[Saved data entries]
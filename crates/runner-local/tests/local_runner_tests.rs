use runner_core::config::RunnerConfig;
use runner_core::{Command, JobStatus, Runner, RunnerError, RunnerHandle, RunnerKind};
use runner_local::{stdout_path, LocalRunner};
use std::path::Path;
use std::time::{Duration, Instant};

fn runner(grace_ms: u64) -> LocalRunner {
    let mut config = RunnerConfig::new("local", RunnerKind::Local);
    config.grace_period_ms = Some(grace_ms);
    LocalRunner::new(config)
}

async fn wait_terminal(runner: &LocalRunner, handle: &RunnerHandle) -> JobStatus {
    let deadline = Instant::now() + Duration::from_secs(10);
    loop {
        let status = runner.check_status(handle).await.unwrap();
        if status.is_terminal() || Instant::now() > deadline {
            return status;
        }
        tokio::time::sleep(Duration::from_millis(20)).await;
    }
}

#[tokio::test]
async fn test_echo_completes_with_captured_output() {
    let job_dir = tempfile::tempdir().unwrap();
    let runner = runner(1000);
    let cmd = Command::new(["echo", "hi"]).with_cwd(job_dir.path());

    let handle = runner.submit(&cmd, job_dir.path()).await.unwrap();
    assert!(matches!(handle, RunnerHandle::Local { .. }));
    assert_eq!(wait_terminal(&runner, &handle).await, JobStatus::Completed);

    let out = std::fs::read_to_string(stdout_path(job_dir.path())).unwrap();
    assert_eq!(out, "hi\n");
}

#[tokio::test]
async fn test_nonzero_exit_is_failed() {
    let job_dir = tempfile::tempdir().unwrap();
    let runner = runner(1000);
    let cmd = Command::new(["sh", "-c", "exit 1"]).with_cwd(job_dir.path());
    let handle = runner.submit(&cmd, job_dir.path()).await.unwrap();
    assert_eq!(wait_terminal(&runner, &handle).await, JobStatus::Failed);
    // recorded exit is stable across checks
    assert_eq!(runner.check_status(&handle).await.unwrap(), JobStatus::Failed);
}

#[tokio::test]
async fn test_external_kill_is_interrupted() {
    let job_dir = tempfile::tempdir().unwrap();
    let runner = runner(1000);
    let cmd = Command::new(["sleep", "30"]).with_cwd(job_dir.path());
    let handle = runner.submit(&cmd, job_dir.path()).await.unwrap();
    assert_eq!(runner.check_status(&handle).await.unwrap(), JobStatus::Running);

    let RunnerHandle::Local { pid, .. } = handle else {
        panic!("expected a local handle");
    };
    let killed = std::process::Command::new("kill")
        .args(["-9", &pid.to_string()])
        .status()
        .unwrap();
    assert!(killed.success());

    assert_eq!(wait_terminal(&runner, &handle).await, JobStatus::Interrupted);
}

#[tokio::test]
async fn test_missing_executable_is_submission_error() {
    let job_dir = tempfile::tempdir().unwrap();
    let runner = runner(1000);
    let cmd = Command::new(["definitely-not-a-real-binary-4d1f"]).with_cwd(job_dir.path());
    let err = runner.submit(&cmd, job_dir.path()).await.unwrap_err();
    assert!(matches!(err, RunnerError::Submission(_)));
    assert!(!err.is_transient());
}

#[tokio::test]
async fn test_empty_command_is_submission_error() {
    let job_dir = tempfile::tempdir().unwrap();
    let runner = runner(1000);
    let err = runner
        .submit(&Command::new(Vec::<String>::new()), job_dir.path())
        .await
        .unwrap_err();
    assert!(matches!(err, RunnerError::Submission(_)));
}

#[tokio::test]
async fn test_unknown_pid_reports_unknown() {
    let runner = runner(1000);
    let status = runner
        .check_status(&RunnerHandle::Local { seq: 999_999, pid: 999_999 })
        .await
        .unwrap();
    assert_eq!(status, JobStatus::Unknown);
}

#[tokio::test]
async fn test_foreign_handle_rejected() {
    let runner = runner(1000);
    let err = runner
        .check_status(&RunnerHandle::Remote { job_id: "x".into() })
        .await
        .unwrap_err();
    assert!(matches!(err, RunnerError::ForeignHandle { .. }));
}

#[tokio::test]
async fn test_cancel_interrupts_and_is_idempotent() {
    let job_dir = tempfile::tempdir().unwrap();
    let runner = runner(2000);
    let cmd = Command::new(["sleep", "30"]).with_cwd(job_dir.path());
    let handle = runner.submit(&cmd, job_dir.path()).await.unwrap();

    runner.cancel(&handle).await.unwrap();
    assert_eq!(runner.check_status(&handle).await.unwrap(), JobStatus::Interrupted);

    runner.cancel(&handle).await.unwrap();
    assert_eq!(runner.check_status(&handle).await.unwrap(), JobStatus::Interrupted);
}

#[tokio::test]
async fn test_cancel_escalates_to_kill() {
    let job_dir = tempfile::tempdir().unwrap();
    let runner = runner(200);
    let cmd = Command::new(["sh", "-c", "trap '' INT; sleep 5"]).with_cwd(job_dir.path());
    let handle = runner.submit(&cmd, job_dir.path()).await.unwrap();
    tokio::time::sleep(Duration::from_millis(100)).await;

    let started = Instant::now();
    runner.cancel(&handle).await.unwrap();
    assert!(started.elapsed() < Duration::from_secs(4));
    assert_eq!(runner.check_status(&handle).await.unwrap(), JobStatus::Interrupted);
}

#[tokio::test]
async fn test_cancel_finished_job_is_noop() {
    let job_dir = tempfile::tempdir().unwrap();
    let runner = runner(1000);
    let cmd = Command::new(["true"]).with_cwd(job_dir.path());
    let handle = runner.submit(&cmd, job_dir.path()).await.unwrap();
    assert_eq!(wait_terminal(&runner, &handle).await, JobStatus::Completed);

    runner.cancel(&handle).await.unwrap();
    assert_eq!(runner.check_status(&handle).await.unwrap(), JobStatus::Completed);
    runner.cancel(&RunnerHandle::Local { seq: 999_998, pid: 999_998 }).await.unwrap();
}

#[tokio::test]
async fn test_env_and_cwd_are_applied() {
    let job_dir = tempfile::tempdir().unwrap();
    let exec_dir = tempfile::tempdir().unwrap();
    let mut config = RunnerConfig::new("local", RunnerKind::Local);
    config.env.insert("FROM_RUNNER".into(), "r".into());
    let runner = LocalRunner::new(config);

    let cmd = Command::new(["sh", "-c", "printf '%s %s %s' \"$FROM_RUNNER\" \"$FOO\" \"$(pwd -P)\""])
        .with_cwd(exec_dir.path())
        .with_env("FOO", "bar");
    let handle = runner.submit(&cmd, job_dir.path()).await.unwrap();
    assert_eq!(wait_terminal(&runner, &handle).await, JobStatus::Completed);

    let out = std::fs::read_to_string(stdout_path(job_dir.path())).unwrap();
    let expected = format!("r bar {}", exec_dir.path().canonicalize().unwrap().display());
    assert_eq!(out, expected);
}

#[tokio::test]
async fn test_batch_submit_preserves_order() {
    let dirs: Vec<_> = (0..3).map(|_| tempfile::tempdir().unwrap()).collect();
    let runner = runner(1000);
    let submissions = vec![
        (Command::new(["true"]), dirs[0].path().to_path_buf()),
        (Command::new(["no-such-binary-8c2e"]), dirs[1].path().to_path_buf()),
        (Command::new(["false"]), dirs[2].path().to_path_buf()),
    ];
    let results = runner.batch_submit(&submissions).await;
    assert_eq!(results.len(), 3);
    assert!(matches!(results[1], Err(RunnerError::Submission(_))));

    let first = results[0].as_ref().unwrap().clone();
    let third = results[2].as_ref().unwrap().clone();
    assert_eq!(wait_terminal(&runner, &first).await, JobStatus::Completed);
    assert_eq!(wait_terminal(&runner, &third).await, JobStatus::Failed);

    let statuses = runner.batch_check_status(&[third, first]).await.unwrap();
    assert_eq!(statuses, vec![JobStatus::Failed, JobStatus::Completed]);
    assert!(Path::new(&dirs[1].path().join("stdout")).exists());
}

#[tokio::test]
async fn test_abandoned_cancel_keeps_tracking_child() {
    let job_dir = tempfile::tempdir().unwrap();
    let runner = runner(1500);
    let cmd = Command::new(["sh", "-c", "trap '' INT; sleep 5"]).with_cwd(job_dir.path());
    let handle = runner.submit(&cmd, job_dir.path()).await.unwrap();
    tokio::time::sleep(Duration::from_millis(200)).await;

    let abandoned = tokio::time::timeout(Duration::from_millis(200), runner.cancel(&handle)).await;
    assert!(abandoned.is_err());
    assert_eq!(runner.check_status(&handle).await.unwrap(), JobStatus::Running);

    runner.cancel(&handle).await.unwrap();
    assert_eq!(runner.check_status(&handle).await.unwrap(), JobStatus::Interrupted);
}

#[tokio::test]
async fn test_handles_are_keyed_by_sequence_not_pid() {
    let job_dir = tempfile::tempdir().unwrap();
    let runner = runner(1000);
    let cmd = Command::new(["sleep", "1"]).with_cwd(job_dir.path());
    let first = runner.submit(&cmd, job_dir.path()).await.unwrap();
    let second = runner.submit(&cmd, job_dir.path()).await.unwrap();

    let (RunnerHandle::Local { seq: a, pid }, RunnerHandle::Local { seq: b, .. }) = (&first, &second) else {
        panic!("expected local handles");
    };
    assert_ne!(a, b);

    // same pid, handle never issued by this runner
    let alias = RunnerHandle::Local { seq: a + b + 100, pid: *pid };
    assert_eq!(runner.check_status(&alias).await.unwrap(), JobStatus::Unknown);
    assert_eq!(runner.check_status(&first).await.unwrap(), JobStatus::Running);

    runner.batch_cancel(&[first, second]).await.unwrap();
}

TASK PROMPT: All lines of the records containing "deadline" should be shown.

RESULT:
    let deadline = Instant::now() + Duration::from_secs(10);
        if status.is_terminal() || Instant::now() > deadline {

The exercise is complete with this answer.